真核生物の翻訳開始メカニズムにおけるHEATドメイン構造の役割と進化

演題 真核生物の翻訳開始メカニズムにおけるHEATドメイン構造の役割と進化
講演者 浅野 桂 准教授 (カンザス州立大学生物学部)
使用言語 日本語
日時 2010年7月14日(水曜日) 15:00~
場所 バイオサイエンス研究科 D105
内容

真核生物の確立過程で獲得された多くの新しいタンパク質の基本構造の中にHEATドメインと呼ばれる、aヘリクスの単純な繰り返しからなる折り畳み立体構造がある。翻訳開始過程においても、3つの異なる開始因子(eIF)がこの構造を持っている。
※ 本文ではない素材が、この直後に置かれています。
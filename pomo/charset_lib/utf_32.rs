//
// Copyright (c) 2026 Jeff Garzik
//
// This file is part of the posixutils-rs project covered under
// the MIT License.  For the full license text, please see the LICENSE
// file in the root directory of this project.
// SPDX-License-Identifier: MIT
//

use byteorder::{BigEndian, ByteOrder, LittleEndian};

use super::CharsetError;

#[derive(Debug, Clone, Copy, PartialEq, Eq)]
pub enum UTF32Variant {
    UTF32LE,
    UTF32BE,
    UTF32,
}

const BOM: u32 = 0x0000_FEFF;
const BOM_SWAPPED: u32 = 0xFFFE_0000;

fn invalid(variant: UTF32Variant, position: usize) -> CharsetError {
    let charset = match variant {
        UTF32Variant::UTF32LE => "utf-32le",
        UTF32Variant::UTF32BE => "utf-32be",
        UTF32Variant::UTF32 => "utf-32",
    };
    CharsetError::InvalidInput {
        charset: charset.to_string(),
        position,
    }
}

/// Decode UTF-32 text, honouring a BOM for the unsuffixed variant
pub fn decode(input: &[u8], variant: UTF32Variant) -> Result<String, CharsetError> {
    if input.len() % 4 != 0 {
        return Err(invalid(variant, input.len() - input.len() % 4));
    }

    let mut start = 0;
    let mut little = variant == UTF32Variant::UTF32LE;
    if variant == UTF32Variant::UTF32 && input.len() >= 4 {
        match BigEndian::read_u32(&input[0..4]) {
            BOM => start = 4,
            BOM_SWAPPED => {
                little = true;
                start = 4;
            }
            _ => {}
        }
    }

    let mut text = String::with_capacity((input.len() - start) / 4);
    for (i, quad) in input[start..].chunks_exact(4).enumerate() {
        let code_point = if little {
            LittleEndian::read_u32(quad)
        } else {
            BigEndian::read_u32(quad)
        };
        match char::from_u32(code_point) {
            Some(ch) => text.push(ch),
            None => return Err(invalid(variant, start + i * 4)),
        }
    }
    Ok(text)
}

/// Encode text as UTF-32; the unsuffixed variant writes a big-endian BOM
pub fn encode(text: &str, variant: UTF32Variant) -> Vec<u8> {
    let mut out = Vec::with_capacity(text.len() * 4 + 4);
    let mut quad = [0u8; 4];

    if variant == UTF32Variant::UTF32 {
        BigEndian::write_u32(&mut quad, BOM);
        out.extend_from_slice(&quad);
    }

    for ch in text.chars() {
        match variant {
            UTF32Variant::UTF32LE => LittleEndian::write_u32(&mut quad, u32::from(ch)),
            UTF32Variant::UTF32BE | UTF32Variant::UTF32 => {
                BigEndian::write_u32(&mut quad, u32::from(ch))
            }
        }
        out.extend_from_slice(&quad);
    }
    out
}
本セミナーでは、mRNA結合因子eIF4Gと前開始複合体の核として機能するeIF5のHEATドメインの開始メカニズムにおける役割を酵母をモデルとして明らかにするとともに、最近見つかった、2つのHEATドメインからなるヒトeIF5類似タンパク質の翻訳制御における役割について報告する。最新のトピックスとして、eIF5のHEATドメイン(W2ドメイン)とリンカードメインがeIF2に結合するグアニン残基の解離を調節するという新たな役割についても報告する。これらの研究の中から浮かび上がってきた多様なHEATドメイン開始タンパク質の新たな進化モデルについても討論する。